- Task requirements
The response should contain every record, reproduced exactly.

Records from a data collection:
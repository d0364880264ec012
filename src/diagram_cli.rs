//! diagram 子命令 - 组件关系分析

use crate::config::DiagramConfig;
use crate::host::{analyze_project, DiagramPlugin};
use arch::{ComponentRecord, TreeDirection};
use clap::Subcommand;
use serde::Serialize;
use std::path::{Path, PathBuf};

#[derive(Subcommand)]
pub enum DiagramCommands {
    /// Generate the Mermaid component diagram
    Diagram {
        /// Project path
        path: String,
        /// Output file (relative to the project root)
        #[arg(short, long)]
        output: Option<String>,
        /// Skip composable usages
        #[arg(long)]
        no_composables: bool,
        /// Project root for relative paths (default: project path)
        #[arg(long)]
        root: Option<String>,
        /// Document title
        #[arg(long)]
        title: Option<String>,
        /// Omit the legend subgraph
        #[arg(long)]
        no_legend: bool,
        /// Print instead of writing a file
        #[arg(long)]
        stdout: bool,
    },
    /// Print the resolved component graph
    Graph {
        /// Project path
        path: String,
        /// JSON output
        #[arg(long)]
        json: bool,
        /// Project root for relative paths (default: project path)
        #[arg(long)]
        root: Option<String>,
    },
    /// Print the component tree below (or above) a component
    Tree {
        /// Project path
        path: String,
        /// Entry component name
        entry: String,
        /// Max depth
        #[arg(short, long, default_value = "5")]
        depth: usize,
        /// Show parents (default: children)
        #[arg(short, long)]
        incoming: bool,
        /// JSON output
        #[arg(long)]
        json: bool,
        /// Project root for relative paths (default: project path)
        #[arg(long)]
        root: Option<String>,
    },
}

pub async fn run(cmd: DiagramCommands) -> anyhow::Result<()> {
    match cmd {
        DiagramCommands::Diagram { path, output, no_composables, root, title, no_legend, stdout } => {
            let mut config = DiagramConfig::from_env();
            if let Some(output) = output {
                config.output_path = PathBuf::from(output);
            }
            if no_composables {
                config.include_composables = false;
            }
            if let Some(title) = title {
                config.title = title;
            }
            if no_legend {
                config.legend = false;
            }
            cmd_diagram(&path, root.as_deref(), config, stdout).await
        }
        DiagramCommands::Graph { path, json, root } => cmd_graph(&path, root.as_deref(), json).await,
        DiagramCommands::Tree { path, entry, depth, incoming, json, root } => {
            cmd_tree(&path, root.as_deref(), &entry, depth, incoming, json).await
        }
    }
}

/// 规范化项目路径，并确定计算相对路径用的根目录
fn resolve_paths(path: &str, root: Option<&str>, config: &mut DiagramConfig) -> anyhow::Result<PathBuf> {
    let project_path = PathBuf::from(path).canonicalize()?;
    if !project_path.is_dir() {
        anyhow::bail!("Not a directory: {}", project_path.display());
    }

    config.root = match root {
        Some(root) => PathBuf::from(root).canonicalize()?,
        None if std::env::var_os("VUEGRAPH_ROOT").is_some() => config.root.canonicalize()?,
        None => project_path.clone(),
    };
    Ok(project_path)
}

async fn load(project_path: &Path, config: DiagramConfig) -> anyhow::Result<DiagramPlugin> {
    eprintln!("Analyzing: {}", project_path.display());

    let mut plugin = DiagramPlugin::new(config);
    let analyzed = analyze_project(&mut plugin, project_path).await?;
    eprintln!("Analyzed {} components", analyzed);

    for skipped in plugin.session().skipped() {
        eprintln!("  skipped {}: {}", skipped.path, skipped.reason);
    }
    Ok(plugin)
}

async fn cmd_diagram(path: &str, root: Option<&str>, mut config: DiagramConfig, stdout: bool) -> anyhow::Result<()> {
    let project_path = resolve_paths(path, root, &mut config)?;
    let mut plugin = load(&project_path, config).await?;

    if stdout {
        print!("{}", plugin.finish()?);
    } else {
        let file = plugin.close_bundle().await?;
        eprintln!("Saved to: {}", file.display());
    }

    Ok(())
}

async fn cmd_graph(path: &str, root: Option<&str>, json: bool) -> anyhow::Result<()> {
    let mut config = DiagramConfig::from_env();
    let project_path = resolve_paths(path, root, &mut config)?;
    let mut plugin = load(&project_path, config).await?;
    plugin.finish()?;

    let session = plugin.session();
    let store = session.store();

    if json {
        #[derive(Serialize)]
        struct Dangling<'a> {
            parent: &'a str,
            child: &'a str,
        }

        #[derive(Serialize)]
        struct Skipped<'a> {
            path: &'a str,
            reason: String,
        }

        #[derive(Serialize)]
        struct GraphReport<'a> {
            components: Vec<&'a ComponentRecord>,
            roots: Vec<&'a str>,
            dangling: Vec<Dangling<'a>>,
            skipped: Vec<Skipped<'a>>,
        }

        let report = GraphReport {
            components: store.records().collect(),
            roots: store.roots().iter().map(|r| r.name.as_str()).collect(),
            dangling: store
                .dangling_references()
                .into_iter()
                .map(|(parent, child)| Dangling { parent, child })
                .collect(),
            skipped: session
                .skipped()
                .iter()
                .map(|s| Skipped { path: &s.path, reason: s.reason.to_string() })
                .collect(),
        };

        println!("{}", serde_json::to_string_pretty(&report)?);
    } else {
        println!("\n{} components\n", store.len());
        for record in store.records() {
            let location = if record.is_placeholder() { "(not analyzed)" } else { record.source_path.as_str() };
            println!("  {}  {}", record.name, location);
            for child in &record.children {
                match record.condition_for(child) {
                    Some(condition) => println!("    -> {} [{}]", child, condition.label()),
                    None => println!("    -> {}", child),
                }
            }
        }

        let roots: Vec<_> = store.roots().iter().map(|r| r.name.as_str()).collect();
        println!("\nRoots: {}", roots.join(", "));

        let dangling = store.dangling_references();
        if !dangling.is_empty() {
            println!("\nUnresolved references:");
            for (parent, child) in dangling {
                println!("  {} -> {}", parent, child);
            }
        }
    }

    Ok(())
}

async fn cmd_tree(
    path: &str,
    root: Option<&str>,
    entry: &str,
    depth: usize,
    incoming: bool,
    json: bool,
) -> anyhow::Result<()> {
    let mut config = DiagramConfig::from_env();
    let project_path = resolve_paths(path, root, &mut config)?;
    eprintln!("Entry: {}", entry);
    eprintln!("Direction: {}", if incoming { "parents" } else { "children" });

    let mut plugin = load(&project_path, config).await?;
    plugin.finish()?;

    let direction = if incoming { TreeDirection::Incoming } else { TreeDirection::Outgoing };
    let tree = plugin.session().store().component_tree(entry, direction, depth);

    if tree.is_empty() {
        println!("\nComponent not found: {}", entry);
        return Ok(());
    }

    if json {
        println!("{}", serde_json::to_string_pretty(&tree)?);
    } else {
        println!("\nComponent tree ({}):\n", entry);
        for node in &tree {
            let indent = "  ".repeat(node.depth);
            match &node.condition {
                Some(condition) => println!("{}- {} [{}]", indent, node.name, condition.label()),
                None => println!("{}- {}", indent, node.name),
            }
        }
    }

    Ok(())
}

- Problem solution
repository d0364880264ec012
filename src/diagram_cli.rs
//! diagram 子命令 - 组件关系分析

use crate::config::DiagramConfig;
use crate::host::{analyze_project, DiagramPlugin};
use arch::{ComponentRecord, TreeDirection};
use clap::Subcommand;
use serde::Serialize;
use std::path::{Path, PathBuf};

#[derive(Subcommand)]
pub enum DiagramCommands {
    /// Generate the Mermaid component diagram
    Diagram {
        /// Project path
        path: String,
        /// Output file (relative to the project root)
        #[arg(short, long)]
        output: Option<String>,
        /// Skip composable usages
        #[arg(long)]
        no_composables: bool,
        /// Project root for relative paths (default: project path)
        #[arg(long)]
        root: Option<String>,
        /// Document title
        #[arg(long)]
        title: Option<String>,
        /// Omit the legend subgraph
        #[arg(long)]
        no_legend: bool,
        /// Print instead of writing a file
        #[arg(long)]
        stdout: bool,
    },
    /// Print the resolved component graph
    Graph {
        /// Project path
        path: String,
        /// JSON output
        #[arg(long)]
        json: bool,
        /// Project root for relative paths (default: project path)
        #[arg(long)]
        root: Option<String>,
    },
    /// Print the component tree below (or above) a component
    Tree {
        /// Project path
        path: String,
        /// Entry component name
        entry: String,
        /// Max depth
        #[arg(short, long, default_value = "5")]
        depth: usize,
        /// Show parents (default: children)
        #[arg(short, long)]
        incoming: bool,
        /// JSON output
        #[arg(long)]
        json: bool,
        /// Project root for relative paths (default: project path)
        #[arg(long)]
        root: Option<String>,
    },
}

pub async fn run(cmd: DiagramCommands) -> anyhow::Result<()> {
    match cmd {
        DiagramCommands::Diagram { path, output, no_composables, root, title, no_legend, stdout } => {
            let mut config = DiagramConfig::from_env();
            if let Some(output) = output {
                config.output_path = PathBuf::from(output);
            }
            if no_composables {
                config.include_composables = false;
            }
            if let Some(title) = title {
                config.title = title;
            }
            if no_legend {
                config.legend = false;
            }
            cmd_diagram(&path, root.as_deref(), config, stdout).await
        }
        DiagramCommands::Graph { path, json, root } => cmd_graph(&path, root.as_deref(), json).await,
        DiagramCommands::Tree { path, entry, depth, incoming, json, root } => {
            cmd_tree(&path, root.as_deref(), &entry, depth, incoming, json).await
        }
    }
}

/// 规范化项目路径，并确定计算相对路径用的根目录
fn resolve_paths(path: &str, root: Option<&str>, config: &mut DiagramConfig) -> anyhow::Result<PathBuf> {
    let project_path = PathBuf::from(path).canonicalize()?;
    if !project_path.is_dir() {
        anyhow::bail!("Not a directory: {}", project_path.display());
    }

    config.root = match root {
        Some(root) => PathBuf::from(root).canonicalize()?,
        None if std::env::var_os("VUEGRAPH_ROOT").is_some() => config.root.canonicalize()?,
        None => project_path.clone(),
    };
    Ok(project_path)
}

async fn load(project_path: &Path, config: DiagramConfig) -> anyhow::Result<DiagramPlugin> {
    eprintln!("Analyzing: {}", project_path.display());

    let mut plugin = DiagramPlugin::new(config);
    let analyzed = analyze_project(&mut plugin, project_path).await?;
    eprintln!("Analyzed {} components", analyzed);

    for skipped in plugin.session().skipped() {
        eprintln!("  skipped {}: {}", skipped.path, skipped.reason);
    }
    Ok(plugin)
}

async fn cmd_diagram(path: &str, root: Option<&str>, mut config: DiagramConfig, stdout: bool) -> anyhow::Result<()> {
    let project_path = resolve_paths(path, root, &mut config)?;
    let mut plugin = load(&project_path, config).await?;

    if stdout {
        print!("{}", plugin.finish()?);
    } else {
        let file = plugin.close_bundle().await?;
        eprintln!("Saved to: {}", file.display());
    }

    Ok(())
}

async fn cmd_graph(path: &str, root: Option<&str>, json: bool) -> anyhow::Result<()> {
    let mut config = DiagramConfig::from_env();
    let project_path = resolve_paths(path, root, &mut config)?;
    let mut plugin = load(&project_path, config).await?;
    plugin.finish()?;

    let session = plugin.session();
    let store = session.store();

    if json {
        #[derive(Serialize)]
        struct Dangling<'a> {
            parent: &'a str,
            child: &'a str,
        }

        #[derive(Serialize)]
        struct Skipped<'a> {
            path: &'a str,
            reason: String,
        }

        #[derive(Serialize)]
        struct GraphReport<'a> {
            components: Vec<&'a ComponentRecord>,
            roots: Vec<&'a str>,
            dangling: Vec<Dangling<'a>>,
            skipped: Vec<Skipped<'a>>,
        }

        let report = GraphReport {
            components: store.records().collect(),
            roots: store.roots().iter().map(|r| r.name.as_str()).collect(),
            dangling: store
                .dangling_references()
                .into_iter()
                .map(|(parent, child)| Dangling { parent, child })
                .collect(),
            skipped: session
                .skipped()
                .iter()
                .map(|s| Skipped { path: &s.path, reason: s.reason.to_string() })
                .collect(),
        };

        println!("{}", serde_json::to_string_pretty(&report)?);
    } else {
        println!("\n{} components\n", store.len());
        for record in store.records() {
            let location = if record.is_placeholder() { "(not analyzed)" } else { record.source_path.as_str() };
            println!("  {}  {}", record.name, location);
            for child in &record.children {
                match record.condition_for(child) {
                    Some(condition) => println!("    -> {} [{}]", child, condition.label()),
                    None => println!("    -> {}", child),
                }
            }
        }

        let roots: Vec<_> = store.roots().iter().map(|r| r.name.as_str()).collect();
        println!("\nRoots: {}", roots.join(", "));

        let dangling = store.dangling_references();
        if !dangling.is_empty() {
            println!("\nUnresolved references:");
            for (parent, child) in dangling {
                println!("  {} -> {}", parent, child);
            }
        }
    }

    Ok(())
}

async fn cmd_tree(
    path: &str,
    root: Option<&str>,
    entry: &str,
    depth: usize,
    incoming: bool,
    json: bool,
) -> anyhow::Result<()> {
    let mut config = DiagramConfig::from_env();
    let project_path = resolve_paths(path, root, &mut config)?;
    eprintln!("Entry: {}", entry);
    eprintln!("Direction: {}", if incoming { "parents" } else { "children" });

    let mut plugin = load(&project_path, config).await?;
    plugin.finish()?;

    let direction = if incoming { TreeDirection::Incoming } else { TreeDirection::Outgoing };
    let tree = plugin.session().store().component_tree(entry, direction, depth);

    if tree.is_empty() {
        println!("\nComponent not found: {}", entry);
        return Ok(());
    }

    if json {
        println!("{}", serde_json::to_string_pretty(&tree)?);
    } else {
        println!("\nComponent tree ({}):\n", entry);
        for node in &tree {
            let indent = "  ".repeat(node.depth);
            match &node.condition {
                Some(condition) => println!("{}- {} [{}]", indent, node.name, condition.label()),
                None => println!("{}- {}", indent, node.name),
            }
        }
    }

    Ok(())
}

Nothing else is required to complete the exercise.